All this comes from the work of paying attention to the Earth, its land and rocks and trees, its buildings, the people and ants and birds and creatures all together, and the blades of grass. It comes from realizing that the task of making and remaking the Earth—that which we sometimes call architecture—is at the core of any commonsense understanding of the divine.
He explains how successful architecture discloses something about both human nature and the divine nature:
All this has a unique ability to point to the reality of God. In theory, other disciplines such as ethics might seem to have more claim to illuminate discussion of God. But the tangible substance of architecture, the fact that in good architecture, every tiny piece is (by definition) suffused with God, either more or less, gives the concept of God a meaning essentially translated from the beauty of what may be seen in such a place, and so allows it to disclose God with unique clarity. Successful architecture ultimately leads us to see God and to know God. If we pay attention to the beauty of those places that are suffused with God in each part, then we can conceive of God in a down-to-earth way. This follows from an awareness in our hearts, and from our active effort to make things that help make the Earth beautiful.
This is not a pastiche of pseudo-religious phrasing. In technical language, it is the structure-preserving or wholeness-extending transformation (described in The Nature of Order and capable of being precisely defined) that shows us how to modify a given place in such a way as to give it more life. When applied repeatedly, this kind of transformation is what brings life to the Earth, in any place.

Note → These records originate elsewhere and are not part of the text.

mod common;

use anyhow::Result;
use chrono::Duration;
use common::{init_tracing, test_now};
use paper_digest::store::decode_digest;
use paper_digest::{
    Digest, DigestEntry, DigestError, FetchWindow, MemoryStore, PaperSummary, RunRecord,
    RunStatus, RunStore,
};
use tracing::info;
use uuid::Uuid;

fn record(status: RunStatus, completed_hours_ago: Option<i64>) -> RunRecord {
    let now = test_now();
    RunRecord {
        id: Uuid::new_v4(),
        status,
        window: FetchWindow::ending_at(now, 7),
        items_count: 1,
        created_at: now - Duration::hours(48),
        completed_at: completed_hours_ago.map(|h| now - Duration::hours(h)),
        error: None,
    }
}

fn digest_for(run: &RunRecord, title: &str) -> Digest {
    Digest {
        run_id: run.id,
        window: run.window,
        breakthroughs: vec![DigestEntry {
            rank: 1,
            item_id: "2401.00001".to_string(),
            title: title.to_string(),
            link: "https://arxiv.org/abs/2401.00001".to_string(),
            category: "cs.AI".to_string(),
            final_score: 0.91,
            summary: PaperSummary {
                takeaway: "Takeaway".to_string(),
                contribution: "Contribution".to_string(),
                significance: "Significance".to_string(),
                limitations: None,
                topic: Some("agents".to_string()),
            },
        }],
        worth_skimming: Vec::new(),
        trends: Vec::new(),
        markdown: format!("# {}", title),
    }
}

#[tokio::test]
async fn test_decode_digest_round_trips_stored_json() -> Result<()> {
    init_tracing();

    let run = record(RunStatus::Complete, Some(1));
    let digest = digest_for(&run, "Stored");
    let decoded = decode_digest(serde_json::to_value(&digest)?)?;

    assert_eq!(decoded, digest);
    Ok(())
}

#[tokio::test]
async fn test_decode_digest_rejects_malformed_sections() -> Result<()> {
    init_tracing();

    let result = decode_digest(serde_json::json!({ "bogus": 1 }));
    info!("Malformed sections decoded to: {:?}", result);

    assert!(matches!(result, Err(DigestError::Database(_))));
    Ok(())
}

#[tokio::test]
async fn test_duplicate_run_is_rejected() -> Result<()> {
    init_tracing();

    let store = MemoryStore::new();
    let run = record(RunStatus::Pending, None);
    store.create_run(&run).await?;

    assert!(store.create_run(&run).await.is_err());
    assert_eq!(store.run(run.id).await, Some(run));
    Ok(())
}

#[tokio::test]
async fn test_update_of_unknown_run_fails() -> Result<()> {
    init_tracing();

    let store = MemoryStore::new();
    let run = record(RunStatus::Scoring, None);

    assert!(store.update_run(&run).await.is_err());
    assert!(store.run(run.id).await.is_none());
    Ok(())
}

#[tokio::test]
async fn test_latest_digest_skips_incomplete_runs() -> Result<()> {
    init_tracing();

    let store = MemoryStore::new();
    assert!(store.latest_digest().await?.is_none());

    let older = record(RunStatus::Complete, Some(30));
    let newer = record(RunStatus::Complete, Some(2));
    let failed = record(RunStatus::Failed, Some(1));
    for run in [&older, &newer, &failed] {
        store.create_run(run).await?;
    }
    store.save_digest(&digest_for(&older, "Older")).await?;
    store.save_digest(&digest_for(&newer, "Newer")).await?;
    store.save_digest(&digest_for(&failed, "Failed")).await?;

    let latest = store.latest_digest().await?.expect("a complete digest");
    assert_eq!(latest.run_id, newer.id);
    assert_eq!(store.digest_count().await, 3);

    // Same run cannot get a second digest
    assert!(store.save_digest(&digest_for(&newer, "Again")).await.is_err());
    Ok(())
}
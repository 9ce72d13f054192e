pub mod health;
pub mod retrospectives;
pub mod roles;
pub mod voting;

use chrono::Utc;
use retro_common::{
    error::{RetroError, RetroResult},
    models::retrospective::Retrospective,
    rbac::RoleSnapshot,
};
use retro_db::repository::{retrospectives as retro_repo, user_roles};
use uuid::Uuid;

use crate::{AppState, middleware::AuthContext};

/// The caller's current roles, read fresh on every request so revocations
/// and expiries apply immediately.
pub(crate) async fn actor(state: &AppState, auth: &AuthContext) -> RetroResult<RoleSnapshot> {
    Ok(user_roles::load_snapshot(&state.db.pool, auth.user_id, Utc::now()).await?)
}

pub(crate) async fn find_retrospective(state: &AppState, id: Uuid) -> RetroResult<Retrospective> {
    retro_repo::find_by_id(&state.db.pool, id)
        .await?
        .ok_or_else(|| RetroError::not_found("Retrospective"))
}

Earth—our physical Earth and its inhabitants—sand, water, rocks, birds, animals, and trees—this is the garden in which we live. We must choose to be gardeners. We must choose to make the garden beautiful. Understanding this will give us intellectual insight into the nature of God, and also give us faith in God as something immense yet also as something modest, something which lies under the surface of all matter, and which comes to life and shines forth when we treat the garden properly.
The most urgent, and I think the most inspiring, way we can think about our buildings is to recognize that each small action we take in placing a step, or planting a flower, or shaping a front door of a building is a form of worship—an action in which we give ourselves up, and lay what we have in our hearts at the door of that fiery furnace within all things, which we may call God.
He adds:
Taking architecture seriously leads us to the proper treatment of tiny details, to an understanding of the unfolding whole, and to an understanding—mystical in part—of the entity that underpins that wholeness. The path of architecture thus leads inexorably towards a renewed understanding of God.
What he’s talking about here is sacramentalism, and how the divine, transcendent order is expressed (or fails to be expressed) in the creations of man. He’s talking about structures that lead to wholeness and integration, both in individuals and communities — and this inevitably means existing in harmony with God.
Matter matters. Having just read this, I am wondering to what extent we can apply his insights to the architecture of Christian worship. Which forms are better at doing what worship is supposed to do? For Christians, worship should not merely expressive, but is also formative in that it should lead us to experience God, and something of His nature and being, so that we can become more like Him. Expressions of the same pattern may change across eras and places, but the basic forms should manifest, right?
Thoughts?
I’m off in a moment to the Eighth Day Institute symposium, and will be out of touch all day. I’ll approve comments when I can. Vigen Guroian speaks this morning about sacramentality and gardening. I’ll be leading a discussion about sacramentality in Laurus later this morning. If you’re in or around Wichita, come on over!